Unbelievably, The Independent newspaper recently offered the following tips on dating behaviour:
  • Even if the conversation has run dry within 15 minutes, do not do a runner. It’s just mean and rude.
  • No “negging” – handing out backhanded compliments to gain the psychological upper hand. Although recommended by pick-up “experts”, it usually backfires for those looking for long-term romance.
  • Even if you are getting on brilliantly, rein in your fantasies about the future. Don’t make jokes about your wedding, and do not invite your companion to an event too far in the future.
  • Don’t treat it like a job interview. “How did you choose to spend your time during the career gap you had in 2017?” is not an appropriate question. Try to make the sharing of personal information reciprocal.
  • Don’t bring a friend. It may put you at ease, but it’s sure to have the opposite effect on your date.
  • Even if it’s going badly, don’t exploit your date for their professional expertise, however tempting it may be.

Wouldn’t you think all this would be common sense?  Whatever happened to judgment?  It might have been appropriate to tell the reader, not only what not to do, but what works best.  If I may make  some common sense suggestions:

*    Make her laugh

*    Make her laugh

*    Make her laugh

*    Ask her questions and don’t talk about yourself unless she asks.

*     Self-deprecation with a wry grin often works a treat ( in England, anyway!)

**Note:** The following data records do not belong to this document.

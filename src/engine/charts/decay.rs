// ==========================================
// 司法资产看板 - (d) 按发行的风险衰减柱状
// ==========================================
// 输入: 有效状态 且 可能坏账金额 > 0 的持仓,按发行编号分组（空编号跳过）
// 聚合: 坏账金额求和 / 案件数取最大 / 坏账数量取最大 / 结束日期集合
// 月数: (today - 日期) 天数 / 30.4375
//   存在不同的第二日期时以最晚日期着色,否则以最早日期
// 排序: 着色月数升序（缺失排最后）,再按风险金额升序
// 颜色: heat(clamp01(月数 / 18))
// ==========================================

use crate::config::dashboard_config::ChartSettings;
use crate::domain::chart::{DecayBar, RiskDecay};
use crate::domain::position::Position;
use crate::engine::charts::color::{heat_border, heat_color};
use crate::importer::derivation::parse_date_flex;
use chrono::NaiveDate;
use std::collections::HashMap;

/// 前端口径的平均月长（天）
pub const DAYS_PER_MONTH: f64 = 30.4375;

/// 缺失月数的排序占位
const MISSING_MONTHS_RANK: f64 = 1e9;

#[derive(Debug)]
struct IssuanceGroup {
    issuance_id: String,
    risk_value: f64,
    process_count: f64,
    possible_bad_count: f64,
    closures: Vec<NaiveDate>,
}

pub struct RiskDecayBuilder<'a> {
    settings: &'a ChartSettings,
    active_status: &'a str,
}

impl<'a> RiskDecayBuilder<'a> {
    pub fn new(settings: &'a ChartSettings, active_status: &'a str) -> Self {
        Self {
            settings,
            active_status,
        }
    }

    fn months_between(today: NaiveDate, date: NaiveDate) -> f64 {
        (today - date).num_days() as f64 / DAYS_PER_MONTH
    }

    pub fn build(&self, positions: &[Position], today: NaiveDate) -> RiskDecay {
        let mut groups: Vec<IssuanceGroup> = Vec::new();
        let mut index: HashMap<String, usize> = HashMap::new();

        for p in positions
            .iter()
            .filter(|p| p.is_active(self.active_status) && p.possible_bad_value > 0.0)
        {
            if p.issuance_id.is_empty() {
                continue;
            }

            let slot = match index.get(&p.issuance_id) {
                Some(&slot) => slot,
                None => {
                    groups.push(IssuanceGroup {
                        issuance_id: p.issuance_id.clone(),
                        risk_value: 0.0,
                        process_count: 0.0,
                        possible_bad_count: 0.0,
                        closures: Vec::new(),
                    });
                    index.insert(p.issuance_id.clone(), groups.len() - 1);
                    groups.len() - 1
                }
            };

            let g = &mut groups[slot];
            g.risk_value += p.possible_bad_value;
            g.process_count = g.process_count.max(p.process_count);
            g.possible_bad_count = g.possible_bad_count.max(p.possible_bad_count);
            if let Some(date) = parse_date_flex(&p.closure_date) {
                g.closures.push(date);
            }
        }

        let mut bars: Vec<DecayBar> = groups
            .into_iter()
            .map(|mut g| {
                g.closures.sort();
                let first = g.closures.first().copied();
                let last = g.closures.last().copied();
                let has_second = matches!((first, last), (Some(a), Some(b)) if a != b);

                let months_first = first.map(|d| Self::months_between(today, d));
                let months_last = if has_second {
                    last.map(|d| Self::months_between(today, d))
                } else {
                    None
                };
                let months_for_color = if has_second { months_last } else { months_first };

                let intensity = months_for_color.unwrap_or(0.0) / self.settings.decay_cap_months;

                DecayBar {
                    issuance_id: g.issuance_id,
                    risk_value: g.risk_value,
                    process_count: g.process_count,
                    possible_bad_count: g.possible_bad_count,
                    closure_first: first,
                    closure_last: last,
                    months_first,
                    months_last,
                    months_for_color,
                    color: heat_color(intensity),
                    border: heat_border(intensity),
                }
            })
            .collect();

        bars.sort_by(|a, b| {
            let am = a.months_for_color.unwrap_or(MISSING_MONTHS_RANK);
            let bm = b.months_for_color.unwrap_or(MISSING_MONTHS_RANK);
            am.total_cmp(&bm)
                .then_with(|| a.risk_value.total_cmp(&b.risk_value))
        });

        RiskDecay { bars }
    }
}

Please add to the above.  Only the experienced and successful need apply.

 

2 Comments

  1. A delightful topic a relief from the “news of the day” world. The five points might benefit by shifting the weight a bit. E.g., point #1 should be stated once and point # 4 should be stated three times. Shared laughter is a well-known tactic and relatively easy one to carry off (if both are from the same culture.) More important, shared humor can strong bond when it signals a wider world view. I don’t agree that learning how to navigate any part of human relationships is “common sense,” rather it takes heavy, heavy socialization of the young.
    The most demanding tip? “Ask her questions and don’t talk about yourself unless she asks.” That requires parental teaching from about age three when a child has developed from babbling phonemes to speaking in sentences. I’ve watched mothers teaching the child questions: “Ask Uncle Bob about his summer plans” or
    “Ask Nonna about her day.” By puberty the children are primed not only to ASK questions but also to LISTEN to the answers. On dates, engaged listening is particularly aphrodisiackey. The tricky part of #5, self-deprecation because the listener knows that the deprecation is carefully chosen so it may seem a back door to virtue-signaling. Eager to learn of other “tips.” 🙂

  2. I’m shocked by the number of men I know who don’t know how to talk to women. The problem is twofold. Men often struggle to talk about their emotions, especially to those they don’t know well. This is terrible when talking to women, who place a greater emphasis on emotions. Also, men struggle to relate to women on a practical level. They don’t know how to have conversations on topics women may find interesting. None of this is helped by the nature of male-only conversation, which often consists of coarse banter, in-jokes incomprehensible to the outsider, and an over-emphasis on sport.